Tens of thousands of years ago, when mankind first decided to take this 'walking on two legs' thing out for a spin, we quickly realized that we needed to find a more effective way to communicate than the poop-flinging and hair-pulling tactics we'd been employing up until that point. So we created language. And although the world's oldest language still sounds like the anguished cries of people trapped in the godforsaken desert wasteland they call their home, in most parts of the world, language is constantly changing. And no language likes to change more than English.

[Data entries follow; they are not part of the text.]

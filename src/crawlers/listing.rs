use crate::config::ListingConfig;
use crate::error::Result;
use crate::loader::ContentLoader;
use crate::pagination::PaginationController;
use crate::parsers::{ImageFetcher, RecordExtractor};
use crate::results::{CrawlOutcome, CrawlReport, Record};
use crate::surface::RenderSurface;
use std::collections::hash_map::DefaultHasher;
use std::hash::{Hash, Hasher};

/// Progress of one crawl, threaded by value through the page loop
#[derive(Debug, Default)]
pub struct CrawlState {
    accumulated: Vec<Record>,
    current_page_loaded: bool,
    has_next_page: bool,
    pages: usize,
    last_fingerprint: Option<u64>,
}

impl CrawlState {
    pub fn new() -> Self {
        Self {
            has_next_page: true,
            ..Self::default()
        }
    }

    /// Appends one page's records, keeping page order then document order
    pub fn absorb(mut self, records: Vec<Record>) -> Self {
        self.last_fingerprint = fingerprint(&records);
        self.accumulated.extend(records);
        self.current_page_loaded = true;
        self.pages += 1;
        self
    }

    /// Records the pagination verdict; the loaded page is now stale
    pub fn advanced(mut self, has_next_page: bool) -> Self {
        self.has_next_page = has_next_page;
        self.current_page_loaded = false;
        self
    }

    /// True when `records` are the same non-empty page that was absorbed last
    pub fn repeats(&self, records: &[Record]) -> bool {
        match (fingerprint(records), self.last_fingerprint) {
            (Some(current), Some(last)) => current == last,
            _ => false,
        }
    }

    pub fn records(&self) -> &[Record] {
        &self.accumulated
    }

    pub fn pages(&self) -> usize {
        self.pages
    }

    pub fn current_page_loaded(&self) -> bool {
        self.current_page_loaded
    }

    /// 1-based number of the page being worked on
    pub fn pending_page(&self) -> usize {
        if self.current_page_loaded {
            self.pages
        } else {
            self.pages + 1
        }
    }

    pub fn has_next_page(&self) -> bool {
        self.has_next_page
    }

    pub fn finish(self, outcome: CrawlOutcome) -> CrawlReport {
        CrawlReport {
            records: self.accumulated,
            pages: self.pages,
            outcome,
        }
    }
}

/// Identity of a page's visible content.
///
/// Blank records carry nothing that tells one page from another, so they are
/// left out; a page with no identifiable record has no fingerprint.
fn fingerprint(records: &[Record]) -> Option<u64> {
    let mut hasher = DefaultHasher::new();
    let mut identified = 0;
    for record in records.iter().filter(|r| !r.is_blank()) {
        record.title.hash(&mut hasher);
        record.price.hash(&mut hasher);
        record.link.hash(&mut hasher);
        identified += 1;
    }
    (identified > 0).then(|| hasher.finish())
}

/// Walks a search's result pages: materialize, extract, advance
pub struct CrawlOrchestrator<S: RenderSurface, F: ImageFetcher> {
    loader: ContentLoader<S>,
    extractor: RecordExtractor<F>,
    pagination: PaginationController,
    max_pages: usize,
}

impl<S: RenderSurface, F: ImageFetcher> CrawlOrchestrator<S, F> {
    pub fn new(surface: S, fetcher: F, config: &ListingConfig) -> Result<Self> {
        Ok(Self {
            loader: ContentLoader::new(surface, config),
            extractor: RecordExtractor::new(
                &config.selectors,
                fetcher,
                config.image_concurrency,
            )?,
            pagination: PaginationController::new(config),
            max_pages: config.max_pages.max(1),
        })
    }

    pub fn surface(&self) -> &S {
        self.loader.surface()
    }

    /// Runs the search and collects records from every result page.
    ///
    /// The rendering session is released before returning, whatever the outcome.
    pub async fn crawl_all(&mut self, seed_url: &str, query: &str) -> CrawlReport {
        let report = self.run(seed_url, query).await;

        if let Err(e) = self.loader.release().await {
            ::log::warn!("Failed to release rendering session: {}", e);
        }

        ::log::info!(
            "Crawl finished after {} pages with {} records: {:?}",
            report.pages,
            report.records.len(),
            report.outcome
        );
        report
    }

    async fn run(&mut self, seed_url: &str, query: &str) -> CrawlReport {
        let mut state = CrawlState::new();

        if let Err(e) = self.loader.open(seed_url, query).await {
            ::log::error!("Search could not be submitted: {}", e);
            return state.advanced(false).finish(CrawlOutcome::SearchUnavailable);
        }

        loop {
            ::log::info!("Scraping page {}...", self.loader.page());

            let handle = match self.loader.materialize().await {
                Ok(handle) => handle,
                Err(e) => {
                    let page = state.pending_page();
                    ::log::error!("Page {} could not be rendered: {}", page, e);
                    return state.finish(CrawlOutcome::Interrupted {
                        page,
                        reason: e.to_string(),
                    });
                }
            };

            let records = self.extractor.extract(&handle).await;
            if state.repeats(&records) {
                ::log::warn!(
                    "Page {} repeats the previous page, pagination is stuck",
                    handle.page()
                );
                return state.finish(CrawlOutcome::Stuck {
                    page: handle.page(),
                });
            }
            state = state.absorb(records);

            if state.pages() >= self.max_pages {
                if self.pagination.has_next(self.loader.surface()).await {
                    ::log::warn!("Stopping at page limit of {}", self.max_pages);
                    let pages = state.pages();
                    return state.finish(CrawlOutcome::PageLimit { pages });
                }
                return state.advanced(false).finish(CrawlOutcome::Exhausted);
            }

            ::log::info!("Trying next page...");
            let has_next = self.pagination.advance(self.loader.surface()).await;
            state = state.advanced(has_next);
            if !state.has_next_page() {
                return state.finish(CrawlOutcome::Exhausted);
            }
            self.loader.page_advanced();
        }
    }
}

#[cfg(test)]
mod tests {
    use super::*;
    use crate::document::{Block, DocumentAssembler, LinkCell, NO_LINK, PdfLayout};
    use crate::error::{Result, ScrapeError};
    use crate::results::UNKNOWN;
    use crate::surface::scripted::{ScriptedPage, ScriptedSurface, listing_page};
    use async_trait::async_trait;

    const SEED: &str = "https://shop.example.com/";

    /// Every image request fails
    struct NoImages;

    #[async_trait]
    impl ImageFetcher for NoImages {
        async fn fetch(&self, url: &str) -> Result<Vec<u8>> {
            Err(ScrapeError::Fetch {
                url: url.to_string(),
                reason: "offline".to_string(),
            })
        }
    }

    fn quick_config() -> ListingConfig {
        let mut config = ListingConfig::new(SEED);
        config.scroll_delay_ms = 0;
        config.settle_delay_ms = 0;
        config.wait_timeout_ms = 10;
        config
    }

    fn card(title: &str, price: Option<&str>, link: Option<&str>) -> String {
        let price = price
            .map(|p| format!(r#"<span class="ooOxS">{}</span>"#, p))
            .unwrap_or_default();
        let link = link
            .map(|l| format!(r#"<a href="{}">open</a>"#, l))
            .unwrap_or_default();
        format!(
            r#"<div class="Bm3ON"><img src="//img.example.com/{title}.jpg"><div class="RfADt">{title}</div>{price}{link}</div>"#
        )
    }

    fn results_page(cards: &[String], has_next: bool) -> ScriptedPage {
        let pager = format!(
            r#"<ul class="ant-pagination"><li title="1" class="ant-pagination-item">1</li><li title="Next Page" class="ant-pagination-next" aria-disabled="{}"><button>&gt;</button></li></ul>"#,
            !has_next
        );
        ScriptedPage::new(listing_page(&format!("{}{}", cards.concat(), pager)))
    }

    fn numbered_pages(counts: &[usize]) -> Vec<ScriptedPage> {
        counts
            .iter()
            .enumerate()
            .map(|(page, &count)| {
                let cards: Vec<String> = (0..count)
                    .map(|i| card(&format!("p{}-{}", page + 1, i), Some("Rs. 1"), None))
                    .collect();
                results_page(&cards, page + 1 < counts.len())
            })
            .collect()
    }

    async fn crawl(pages: Vec<ScriptedPage>, config: &ListingConfig) -> (CrawlReport, bool) {
        let mut orchestrator =
            CrawlOrchestrator::new(ScriptedSurface::new(pages), NoImages, config).unwrap();
        let report = orchestrator.crawl_all(SEED, "mug").await;
        (report, orchestrator.surface().released())
    }

    #[tokio::test]
    async fn test_two_page_scenario() {
        let pages = vec![
            results_page(
                &[
                    card("Mug", Some("Rs. 499"), Some("//shop.example.com/mug")),
                    card("Kettle", None, None),
                ],
                true,
            ),
            results_page(&[], false),
        ];

        let (report, released) = crawl(pages, &quick_config()).await;

        assert_eq!(report.outcome, CrawlOutcome::Exhausted);
        assert_eq!(report.pages, 2);
        assert!(released);
        assert_eq!(report.records.len(), 2);
        assert_eq!(report.records[0].link.as_deref(), Some("https://shop.example.com/mug"));
        assert_eq!(report.records[1].title, "Kettle");
        assert_eq!(report.records[1].price, UNKNOWN);
        assert_eq!(report.records[1].link, None);
        assert!(report.records.iter().all(|r| r.image.is_none()));

        assert_eq!(
            Block::from_record(&report.records[1]).link,
            LinkCell::Placeholder(NO_LINK)
        );

        let dir = tempfile::tempdir().unwrap();
        let mut assembler = DocumentAssembler::new(PdfLayout::new("mug"));
        for record in &report.records {
            assembler.add_record(record);
        }
        assert_eq!(assembler.block_count(), 2);
        assembler.finalize(dir.path().join("mug.pdf")).unwrap();
    }

    #[tokio::test]
    async fn test_records_concatenate_in_page_order() {
        let (report, _) = crawl(numbered_pages(&[3, 1, 0, 2]), &quick_config()).await;

        assert_eq!(report.outcome, CrawlOutcome::Exhausted);
        assert_eq!(report.pages, 4);
        let titles: Vec<_> = report.records.iter().map(|r| r.title.as_str()).collect();
        assert_eq!(titles, vec!["p1-0", "p1-1", "p1-2", "p2-0", "p4-0", "p4-1"]);
    }

    #[tokio::test]
    async fn test_page_limit_outcome() {
        let mut config = quick_config();
        config.max_pages = 2;

        let (report, released) = crawl(numbered_pages(&[1, 1, 1, 1]), &config).await;

        assert_eq!(report.outcome, CrawlOutcome::PageLimit { pages: 2 });
        assert_eq!(report.records.len(), 2);
        assert!(released);
    }

    #[tokio::test]
    async fn test_limit_on_last_page_is_exhausted() {
        let mut config = quick_config();
        config.max_pages = 2;

        let (report, _) = crawl(numbered_pages(&[1, 1]), &config).await;

        assert_eq!(report.outcome, CrawlOutcome::Exhausted);
    }

    #[tokio::test]
    async fn test_repeated_page_is_stuck() {
        let same = vec![card("Mug", Some("Rs. 499"), None)];
        let pages = vec![
            results_page(&same, true),
            results_page(&same, true),
            results_page(&same, true),
        ];

        let (report, _) = crawl(pages, &quick_config()).await;

        assert_eq!(report.outcome, CrawlOutcome::Stuck { page: 2 });
        assert_eq!(report.records.len(), 1);
    }

    #[tokio::test]
    async fn test_blank_pages_are_not_mistaken_for_repeats() {
        let blank = r#"<div class="Bm3ON"><p>sold out</p></div>"#.to_string();
        let pages = vec![
            results_page(&[blank.clone(), blank.clone()], true),
            results_page(&[blank.clone(), blank.clone()], true),
            results_page(&[blank.clone(), blank], false),
        ];

        let (report, _) = crawl(pages, &quick_config()).await;

        assert_eq!(report.outcome, CrawlOutcome::Exhausted);
        assert_eq!(report.pages, 3);
        assert_eq!(report.records.len(), 6);
        assert!(report.records.iter().all(Record::is_blank));
    }

    #[test]
    fn test_blank_records_do_not_fingerprint() {
        let blank = Record::new(UNKNOWN.into(), UNKNOWN.into(), None, None);
        let named = Record::new("Mug".into(), UNKNOWN.into(), None, None);

        assert_eq!(fingerprint(&[blank.clone(), blank.clone()]), None);
        assert_eq!(
            fingerprint(&[blank, named.clone()]),
            fingerprint(&[named])
        );
    }

    #[tokio::test]
    async fn test_markup_failure_interrupts_and_keeps_earlier_pages() {
        let surface = ScriptedSurface::new(numbered_pages(&[2, 1, 3])).failing_markup_on(2);
        let mut orchestrator = CrawlOrchestrator::new(surface, NoImages, &quick_config()).unwrap();

        let report = orchestrator.crawl_all(SEED, "mug").await;

        assert!(matches!(report.outcome, CrawlOutcome::Interrupted { page: 3, .. }));
        assert_eq!(report.pages, 2);
        let titles: Vec<_> = report.records.iter().map(|r| r.title.as_str()).collect();
        assert_eq!(titles, vec!["p1-0", "p1-1", "p2-0"]);
        assert!(orchestrator.surface().released());
    }

    #[tokio::test]
    async fn test_missing_search_control_degrades_to_empty_crawl() {
        let surface = ScriptedSurface::new(numbered_pages(&[2])).without_search();
        let mut orchestrator = CrawlOrchestrator::new(surface, NoImages, &quick_config()).unwrap();

        let report = orchestrator.crawl_all(SEED, "mug").await;

        assert_eq!(report.outcome, CrawlOutcome::SearchUnavailable);
        assert!(report.records.is_empty());
        assert_eq!(report.pages, 0);
        assert!(orchestrator.surface().released());
    }

    #[test]
    fn test_state_threading() {
        let record = Record::new("a".into(), "1".into(), None, None);
        let state = CrawlState::new();
        assert!(state.has_next_page());
        assert!(!state.current_page_loaded());
        assert_eq!(state.pending_page(), 1);

        let state = state.absorb(vec![record.clone()]);
        assert!(state.current_page_loaded());
        assert_eq!(state.pending_page(), 1);
        assert!(state.repeats(&[record.clone()]));
        assert!(!state.repeats(&[]));

        let state = state.advanced(true);
        assert!(!state.current_page_loaded());
        assert_eq!(state.pending_page(), 2);
        assert!(state.has_next_page());

        let report = state.finish(CrawlOutcome::Exhausted);
        assert_eq!(report.records, vec![record]);
        assert_eq!(report.pages, 1);
    }
}
use crate::error::{Result, ScrapeError};
use serde::{Deserialize, Serialize};
use std::fs::File;
use std::io::Read;
use std::path::Path;
use std::time::Duration;

/// CSS selectors describing the listing markup
#[derive(Debug, Clone, Serialize, Deserialize)]
pub struct Selectors {
    /// Search input on the landing page
    #[serde(default = "default_search_input")]
    pub search_input: String,

    /// One match per listing entry
    #[serde(default = "default_container")]
    pub container: String,

    /// Title node inside a container
    #[serde(default = "default_title")]
    pub title: String,

    /// Price node inside a container
    #[serde(default = "default_price")]
    pub price: String,

    /// Anchor inside a container; its `href` is the product link
    #[serde(default = "default_link")]
    pub link: String,

    /// Image inside a container; its `src` is fetched
    #[serde(default = "default_image")]
    pub image: String,

    /// Forward pagination control, only matching while enabled
    #[serde(default = "default_next_page")]
    pub next_page: String,
}

impl Selectors {
    /// Checks that every selector parses
    pub fn validate(&self) -> Result<()> {
        for selector in [
            &self.search_input,
            &self.container,
            &self.title,
            &self.price,
            &self.link,
            &self.image,
            &self.next_page,
        ] {
            scraper::Selector::parse(selector).map_err(|e| ScrapeError::Selector {
                selector: selector.clone(),
                reason: e.to_string(),
            })?;
        }
        Ok(())
    }
}

impl Default for Selectors {
    fn default() -> Self {
        Self {
            search_input: default_search_input(),
            container: default_container(),
            title: default_title(),
            price: default_price(),
            link: default_link(),
            image: default_image(),
            next_page: default_next_page(),
        }
    }
}

/// Configuration for a listing crawl
#[derive(Debug, Clone, Serialize, Deserialize)]
pub struct ListingConfig {
    /// Landing page holding the search control
    #[serde(default = "default_seed_url")]
    pub seed_url: String,

    /// URL for the WebDriver instance
    #[serde(default = "default_webdriver_url")]
    pub webdriver_url: String,

    /// Run Chrome without a visible window
    #[serde(default)]
    pub headless: bool,

    /// User agent passed to the browser and the image client
    #[serde(default = "default_user_agent")]
    pub user_agent: String,

    #[serde(default)]
    pub selectors: Selectors,

    /// Pixels scrolled per step while materializing a page
    #[serde(default = "default_scroll_step_px")]
    pub scroll_step_px: u64,

    /// Pause after each scroll step, in milliseconds
    #[serde(default = "default_scroll_delay_ms")]
    pub scroll_delay_ms: u64,

    /// Extra scroll-and-recount rounds once the height heuristic is satisfied
    #[serde(default = "default_stability_checks")]
    pub stability_checks: usize,

    /// Upper bound on every element wait, in milliseconds
    #[serde(default = "default_wait_timeout_ms")]
    pub wait_timeout_ms: u64,

    /// Pause after activating the next-page control, in milliseconds
    #[serde(default = "default_settle_delay_ms")]
    pub settle_delay_ms: u64,

    /// Safety bound on the number of pages visited
    #[serde(default = "default_max_pages")]
    pub max_pages: usize,

    /// Maximum number of concurrent image downloads
    #[serde(default = "default_image_concurrency")]
    pub image_concurrency: usize,

    /// Per-image request timeout, in milliseconds
    #[serde(default = "default_image_timeout_ms")]
    pub image_timeout_ms: u64,
}

impl Default for ListingConfig {
    fn default() -> Self {
        Self {
            seed_url: default_seed_url(),
            webdriver_url: default_webdriver_url(),
            headless: false,
            user_agent: default_user_agent(),
            selectors: Selectors::default(),
            scroll_step_px: default_scroll_step_px(),
            scroll_delay_ms: default_scroll_delay_ms(),
            stability_checks: default_stability_checks(),
            wait_timeout_ms: default_wait_timeout_ms(),
            settle_delay_ms: default_settle_delay_ms(),
            max_pages: default_max_pages(),
            image_concurrency: default_image_concurrency(),
            image_timeout_ms: default_image_timeout_ms(),
        }
    }
}

impl ListingConfig {
    /// Create a configuration for the given landing page with default values
    pub fn new(seed_url: &str) -> Self {
        Self {
            seed_url: seed_url.to_string(),
            ..Self::default()
        }
    }

    /// Load configuration from a JSON file
    pub fn from_file<P: AsRef<Path>>(path: P) -> Result<Self> {
        let path = path.as_ref();
        let mut file = File::open(path)
            .map_err(|e| ScrapeError::Config(format!("{}: {}", path.display(), e)))?;
        let mut contents = String::new();
        file.read_to_string(&mut contents)
            .map_err(|e| ScrapeError::Config(format!("{}: {}", path.display(), e)))?;

        Self::from_json(&contents)
    }

    /// Load configuration from a JSON string
    pub fn from_json(json: &str) -> Result<Self> {
        serde_json::from_str(json).map_err(|e| ScrapeError::Config(e.to_string()))
    }

    pub fn scroll_delay(&self) -> Duration {
        Duration::from_millis(self.scroll_delay_ms)
    }

    pub fn wait_timeout(&self) -> Duration {
        Duration::from_millis(self.wait_timeout_ms)
    }

    pub fn settle_delay(&self) -> Duration {
        Duration::from_millis(self.settle_delay_ms)
    }

    pub fn image_timeout(&self) -> Duration {
        Duration::from_millis(self.image_timeout_ms)
    }
}

fn default_seed_url() -> String {
    "https://www.daraz.pk/".to_string()
}

/// Default value for webdriver_url
fn default_webdriver_url() -> String {
    "http://localhost:4444".to_string()
}

fn default_user_agent() -> String {
    "Mozilla/5.0 (Windows NT 10.0; Win64; x64) AppleWebKit/537.36 (KHTML, like Gecko) Chrome/131.0.0.0 Safari/537.36".to_string()
}

fn default_search_input() -> String {
    "#q".to_string()
}

fn default_container() -> String {
    ".Bm3ON".to_string()
}

fn default_title() -> String {
    ".RfADt".to_string()
}

fn default_price() -> String {
    ".ooOxS".to_string()
}

fn default_link() -> String {
    "a".to_string()
}

fn default_image() -> String {
    "img".to_string()
}

fn default_next_page() -> String {
    "li.ant-pagination-next[title='Next Page'][aria-disabled='false']".to_string()
}

fn default_scroll_step_px() -> u64 {
    800
}

fn default_scroll_delay_ms() -> u64 {
    300
}

fn default_stability_checks() -> usize {
    3
}

fn default_wait_timeout_ms() -> u64 {
    15_000
}

fn default_settle_delay_ms() -> u64 {
    2_000
}

fn default_max_pages() -> usize {
    100
}

/// Default value for image_concurrency
fn default_image_concurrency() -> usize {
    4
}

fn default_image_timeout_ms() -> u64 {
    15_000
}
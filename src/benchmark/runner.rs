use super::reporting::{format_row, REPORT_HEADER};
use super::sweep::{SweepPlan, SweepPoint};
use super::types::{BenchmarkConfig, ReportRow};
use super::verification::verify_sorted;
use crate::generator::ArrayGenerator;
use std::io::{self, Write};
use std::time::Instant;

/// Drives the full parameter sweep: one fresh sample array per repeat, one
/// averaged report row per sweep tuple.
pub struct BenchmarkRunner {
    config: BenchmarkConfig,
    generator: ArrayGenerator,
}

impl BenchmarkRunner {
    /// Builds the generator bases up front; sampling during the sweep is
    /// then just a prefix copy.
    pub fn new(config: BenchmarkConfig) -> Self {
        let generator = ArrayGenerator::new(
            config.max_n,
            config.min_value,
            config.max_value,
            config.seed,
        );
        Self { config, generator }
    }

    pub fn config(&self) -> &BenchmarkConfig {
        &self.config
    }

    pub fn plan(&self) -> SweepPlan {
        SweepPlan::from_config(&self.config)
    }

    /// Runs the sweep and collects all rows without streaming them anywhere.
    pub fn run(&self) -> Result<Vec<ReportRow>, Box<dyn std::error::Error>> {
        self.run_to(&mut io::sink())
    }

    /// Runs the sweep, streaming the header and each row to `out` as it is
    /// produced. Rows are emitted in sweep order, never reordered.
    pub fn run_to<W: Write>(
        &self,
        out: &mut W,
    ) -> Result<Vec<ReportRow>, Box<dyn std::error::Error>> {
        let plan = self.plan();
        let mut rows = Vec::with_capacity(plan.row_count());

        writeln!(out, "{}", REPORT_HEADER)?;
        for point in plan.points() {
            let avg_ms = self.measure_one(&point)?;
            let row = ReportRow {
                distribution: point.distribution,
                n: point.n,
                algorithm: point.algorithm,
                avg_ms,
            };
            writeln!(out, "{}", format_row(&row))?;
            rows.push(row);
        }

        Ok(rows)
    }

    /// Times `repeats` executions of one sweep tuple and averages them.
    ///
    /// Each repeat sorts a fresh prefix copy, so timing never includes
    /// generation cost and one repeat cannot contaminate the next. Elapsed
    /// time is truncated to whole milliseconds per repeat before summing,
    /// matching the historical report format.
    fn measure_one(&self, point: &SweepPoint) -> Result<u128, Box<dyn std::error::Error>> {
        for _ in 0..self.config.warmup_runs {
            let mut a = self.generator.sample(point.distribution, point.n);
            point.algorithm.sort_in_place(&mut a);
        }

        let mut total_ms: u128 = 0;
        for rep in 0..self.config.repeats {
            let mut a = self.generator.sample(point.distribution, point.n);
            let reference = if self.config.verify && rep == 0 {
                Some(a.clone())
            } else {
                None
            };

            let start = Instant::now();
            point.algorithm.sort_in_place(&mut a);
            total_ms += start.elapsed().as_millis();

            if let Some(input) = reference {
                verify_sorted(&input, &a).map_err(|e| {
                    format!(
                        "verification failed for {};{};{}: {}",
                        point.distribution, point.n, point.algorithm, e
                    )
                })?;
            }
        }

        Ok(total_ms / self.config.repeats.max(1) as u128)
    }
}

English is the poorly-tended fondue of human languages. Sure, at some point it was pure and had its own distinct flavor, but then all sorts of different people came along and dropped chunks of things in it, and goddamn Gerald tripped over the cord and unplugged it and it congealed a little, and now no one really knows what the hell it tastes like. The influx of new words like 'blog' and 'jeggings' and 'guyliner' has been accompanied by the gradual loss of other equally great words, and it's time that we started to bring some of those words back.

Let's start with these ten.

1. Lugubrious 

[loo-goo-bree-us]

adj. excessively mournful or dismal

Wow, Google images. That's, uh... that's technically accurate, but a little dark.

Over the past few years, the entire range of human sadness has come to be incorporated by the phrase "this sucks". Whether your friend has just spilled their coffee, or had their entire family tragically killed in a five-car pileup involving a logging truck and a cattle car, "that sucks" is a go-to response. But no more. From now on, when true misery rears its ugly head, English speakers everywhere should fall to their knees and stare up into the light of the unforgiving sky, screaming 'curse this lugubrious turn of events!' as their voice rings through the empty, Godless heavens.

Also, lugubrious is super fun to say, and instantly lightens the mood. Win-win.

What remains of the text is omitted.